#### Material supplied ####
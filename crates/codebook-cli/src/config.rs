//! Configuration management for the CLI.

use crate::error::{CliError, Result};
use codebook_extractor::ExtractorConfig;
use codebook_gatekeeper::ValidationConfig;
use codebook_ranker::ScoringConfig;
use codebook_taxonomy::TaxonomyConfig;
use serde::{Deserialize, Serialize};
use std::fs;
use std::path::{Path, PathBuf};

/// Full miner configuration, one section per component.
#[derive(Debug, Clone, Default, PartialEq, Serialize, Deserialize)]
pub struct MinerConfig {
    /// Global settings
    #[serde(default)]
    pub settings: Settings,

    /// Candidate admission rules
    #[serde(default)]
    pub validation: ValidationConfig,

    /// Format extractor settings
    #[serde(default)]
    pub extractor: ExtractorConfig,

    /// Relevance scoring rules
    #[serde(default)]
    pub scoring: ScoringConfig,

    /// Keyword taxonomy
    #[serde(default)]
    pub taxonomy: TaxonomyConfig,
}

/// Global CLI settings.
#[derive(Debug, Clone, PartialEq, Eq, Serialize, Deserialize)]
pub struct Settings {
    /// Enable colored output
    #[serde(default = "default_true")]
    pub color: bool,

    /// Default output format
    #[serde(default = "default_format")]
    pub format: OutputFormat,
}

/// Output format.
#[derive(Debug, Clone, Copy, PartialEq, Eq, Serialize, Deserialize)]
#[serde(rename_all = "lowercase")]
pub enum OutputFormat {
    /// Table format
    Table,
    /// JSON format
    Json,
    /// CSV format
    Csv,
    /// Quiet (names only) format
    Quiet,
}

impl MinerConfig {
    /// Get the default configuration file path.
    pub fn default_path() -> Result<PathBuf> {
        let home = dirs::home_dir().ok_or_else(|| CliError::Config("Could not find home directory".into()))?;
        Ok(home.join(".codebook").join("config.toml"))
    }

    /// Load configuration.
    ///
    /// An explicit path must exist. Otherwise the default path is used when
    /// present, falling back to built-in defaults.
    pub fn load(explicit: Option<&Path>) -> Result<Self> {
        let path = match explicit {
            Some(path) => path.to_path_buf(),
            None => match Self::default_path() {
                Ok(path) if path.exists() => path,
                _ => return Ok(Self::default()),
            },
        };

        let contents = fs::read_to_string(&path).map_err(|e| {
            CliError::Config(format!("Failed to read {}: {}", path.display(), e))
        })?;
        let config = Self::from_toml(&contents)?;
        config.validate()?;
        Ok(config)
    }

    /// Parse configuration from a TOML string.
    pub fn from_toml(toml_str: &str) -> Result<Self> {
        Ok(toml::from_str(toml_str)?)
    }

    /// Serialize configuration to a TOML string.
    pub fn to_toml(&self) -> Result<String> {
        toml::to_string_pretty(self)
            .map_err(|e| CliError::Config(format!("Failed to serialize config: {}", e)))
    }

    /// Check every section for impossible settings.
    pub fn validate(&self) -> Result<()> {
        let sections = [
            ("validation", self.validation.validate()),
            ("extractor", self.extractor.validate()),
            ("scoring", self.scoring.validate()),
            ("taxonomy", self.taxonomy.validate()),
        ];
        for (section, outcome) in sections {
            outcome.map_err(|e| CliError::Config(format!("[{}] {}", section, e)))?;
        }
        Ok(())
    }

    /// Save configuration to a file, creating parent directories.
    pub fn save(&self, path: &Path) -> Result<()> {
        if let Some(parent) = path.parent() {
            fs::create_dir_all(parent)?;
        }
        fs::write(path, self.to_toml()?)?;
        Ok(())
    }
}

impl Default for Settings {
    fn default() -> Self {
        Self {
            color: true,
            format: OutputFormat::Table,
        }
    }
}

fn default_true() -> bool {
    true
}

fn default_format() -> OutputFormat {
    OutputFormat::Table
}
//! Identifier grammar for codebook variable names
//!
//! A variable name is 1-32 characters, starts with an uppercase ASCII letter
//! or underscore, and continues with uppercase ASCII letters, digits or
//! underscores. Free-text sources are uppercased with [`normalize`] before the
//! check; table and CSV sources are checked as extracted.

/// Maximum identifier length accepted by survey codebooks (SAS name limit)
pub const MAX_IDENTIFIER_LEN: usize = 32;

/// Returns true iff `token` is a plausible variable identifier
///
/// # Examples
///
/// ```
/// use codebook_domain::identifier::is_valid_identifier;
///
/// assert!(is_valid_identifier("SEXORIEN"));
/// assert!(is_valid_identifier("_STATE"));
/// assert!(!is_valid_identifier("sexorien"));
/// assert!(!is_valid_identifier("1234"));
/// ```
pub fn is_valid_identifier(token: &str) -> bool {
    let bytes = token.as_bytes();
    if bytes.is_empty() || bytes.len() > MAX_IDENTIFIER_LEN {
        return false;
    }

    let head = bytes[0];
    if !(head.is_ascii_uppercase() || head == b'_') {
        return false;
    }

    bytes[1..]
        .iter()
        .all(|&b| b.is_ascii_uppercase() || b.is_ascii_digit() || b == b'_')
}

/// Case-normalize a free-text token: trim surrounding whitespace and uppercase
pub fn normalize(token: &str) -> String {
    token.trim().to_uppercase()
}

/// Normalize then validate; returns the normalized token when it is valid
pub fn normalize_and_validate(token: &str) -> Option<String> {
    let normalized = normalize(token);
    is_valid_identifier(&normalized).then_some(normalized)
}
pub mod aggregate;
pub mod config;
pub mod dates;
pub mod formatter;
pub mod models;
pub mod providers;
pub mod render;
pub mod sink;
####
#### Material supplied ####
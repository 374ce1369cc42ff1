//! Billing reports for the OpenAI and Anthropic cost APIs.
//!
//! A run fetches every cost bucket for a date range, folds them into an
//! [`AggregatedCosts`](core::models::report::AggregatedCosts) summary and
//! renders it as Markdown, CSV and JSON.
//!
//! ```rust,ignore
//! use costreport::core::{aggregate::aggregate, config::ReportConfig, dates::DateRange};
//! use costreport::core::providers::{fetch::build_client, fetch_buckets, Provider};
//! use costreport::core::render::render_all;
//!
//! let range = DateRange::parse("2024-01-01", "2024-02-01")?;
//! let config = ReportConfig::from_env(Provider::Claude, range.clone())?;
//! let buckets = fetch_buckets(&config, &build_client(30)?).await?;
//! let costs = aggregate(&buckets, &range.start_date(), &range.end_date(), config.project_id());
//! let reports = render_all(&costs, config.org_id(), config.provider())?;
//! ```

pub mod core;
####
Tell how many lines above hold "ExtractorConfig", nothing more.

Answer to this problem:
2